G-quadruplex formation on specific surface-exposed regions of the human ribosomal RNA

Profound similarities and critical differences mark ribosomes across phylogeny. The ribosomal core, approximated by the prokaryotic ribosome, is universal, yet mammalian ribosomes are nearly twice as large as those of prokaryotes. Differences in size are due in part to rRNA expansion segments. Here we show rRNA tentacles of Expansion Segment 7 (ES7) of Homo sapiens can form G-quadruplexes in vitro. G-quadruplex-forming regions are located on the most surface-exposed regions of the ribosome, near the termini of rRNA tentacles.
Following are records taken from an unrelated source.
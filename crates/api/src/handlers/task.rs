//! Handlers for the `/tasks` resource.

use axum::extract::State;
use axum::http::StatusCode;
use axum::Json;
use serde::Deserialize;
use taskboard_core::error::CoreError;
use taskboard_core::status::StatusId;
use taskboard_core::types::DbId;
use taskboard_core::validation::{
    parse_optional_date, require_field, require_non_blank, require_positive_id,
};
use taskboard_db::models::task::{CreateTask, Task, TaskFilter, UpdateTask};
use validator::Validate;

use crate::error::AppResult;
use crate::extract::{AppJson, AppQuery, IdPath};
use crate::nullable;
use crate::services::task as service;
use crate::state::AppState;
use crate::validation::validate_request;

/// Body of `POST /tasks`. New tasks always start as "To Do".
#[derive(Debug, Deserialize, Validate)]
pub struct CreateTaskRequest {
    #[validate(length(min = 1, max = 200))]
    pub title: Option<String>,
    #[validate(length(max = 10000))]
    pub description: Option<String>,
    pub due_date: Option<String>,
    #[validate(range(min = 1))]
    pub project_id: Option<DbId>,
    #[validate(range(min = 1))]
    pub assignee_id: Option<DbId>,
}

impl CreateTaskRequest {
    fn into_input(self) -> Result<CreateTask, CoreError> {
        let title = require_field(self.title, "title")?;
        require_non_blank(&title, "title")?;
        let project_id = require_field(self.project_id, "project_id")?;

        Ok(CreateTask {
            title,
            description: self.description,
            due_date: parse_optional_date(self.due_date.as_deref(), "due_date")?,
            project_id,
            assignee_id: self.assignee_id,
        })
    }
}

/// Body of `PUT /tasks/{id}`.
///
/// The owning project cannot be changed. `assignee_id` distinguishes an
/// omitted key (keep) from an explicit `null` (unassign).
#[derive(Debug, Deserialize, Validate)]
pub struct UpdateTaskRequest {
    #[validate(length(min = 1, max = 200))]
    pub title: Option<String>,
    #[validate(length(max = 10000))]
    pub description: Option<String>,
    pub due_date: Option<String>,
    #[validate(range(min = 1))]
    pub status_id: Option<StatusId>,
    #[serde(default, deserialize_with = "nullable::deserialize")]
    pub assignee_id: Option<Option<DbId>>,
}

impl UpdateTaskRequest {
    fn into_input(self) -> Result<UpdateTask, CoreError> {
        if let Some(title) = &self.title {
            require_non_blank(title, "title")?;
        }
        if let Some(Some(assignee_id)) = self.assignee_id {
            require_positive_id(assignee_id, "assignee_id")?;
        }

        Ok(UpdateTask {
            due_date: parse_optional_date(self.due_date.as_deref(), "due_date")?,
            title: self.title,
            description: self.description,
            status_id: self.status_id,
            assignee_id: self.assignee_id,
        })
    }
}

/// POST /api/v1/tasks
pub async fn create(
    State(state): State<AppState>,
    AppJson(body): AppJson<CreateTaskRequest>,
) -> AppResult<(StatusCode, Json<Task>)> {
    validate_request(&body)?;
    let input = body.into_input()?;
    let task = service::create_task(&state.pool, &input).await?;
    Ok((StatusCode::CREATED, Json(task)))
}

/// GET /api/v1/tasks?project_id=&assignee_id=
pub async fn list(
    State(state): State<AppState>,
    AppQuery(filter): AppQuery<TaskFilter>,
) -> AppResult<Json<Vec<Task>>> {
    if let Some(project_id) = filter.project_id {
        require_positive_id(project_id, "project_id")?;
    }
    if let Some(assignee_id) = filter.assignee_id {
        require_positive_id(assignee_id, "assignee_id")?;
    }
    let tasks = service::list_tasks(&state.pool, &filter).await?;
    Ok(Json(tasks))
}

/// GET /api/v1/tasks/{id}
pub async fn get_by_id(State(state): State<AppState>, IdPath(id): IdPath) -> AppResult<Json<Task>> {
    let task = service::get_task(&state.pool, id).await?;
    Ok(Json(task))
}

/// PUT /api/v1/tasks/{id}
pub async fn update(
    State(state): State<AppState>,
    IdPath(id): IdPath,
    AppJson(body): AppJson<UpdateTaskRequest>,
) -> AppResult<Json<Task>> {
    validate_request(&body)?;
    let input = body.into_input()?;
    let task = service::update_task(&state.pool, id, &input).await?;
    Ok(Json(task))
}

/// DELETE /api/v1/tasks/{id}
pub async fn delete(State(state): State<AppState>, IdPath(id): IdPath) -> AppResult<StatusCode> {
    service::delete_task(&state.pool, id).await?;
    Ok(StatusCode::NO_CONTENT)
}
We characterized rRNA of the large ribosomal subunit by computation, circular dichroism, gel mobility, fluorescent probes, nuclease accessibility, electrophoretic mobility shifts and blotting. We investigated ES7 and oligomers derived from ES7, intact 28S rRNA, and 80S ribosomes and polysomes. We used mass spectrometry to identify proteins that bind to rRNA G-quadruplexes in cell lysates. Proteins that associate with rRNA G-quadruplexes include helicases (DDX3, CNBP, DDX21, DDX17) and heterogeneous nuclear ribonucleoproteins (hnRNPs). And finally, by multiple sequence alignments, we observed that G-quadruplex-forming sequences appear to be a general feature LSU rRNA of the phylum Chordata but not in other phyla. It is known that G-quadruplexes form in telomeres, promoters, and untranslated regions of mRNA but, to our knowledge, they have not been reported previously in ribosomes.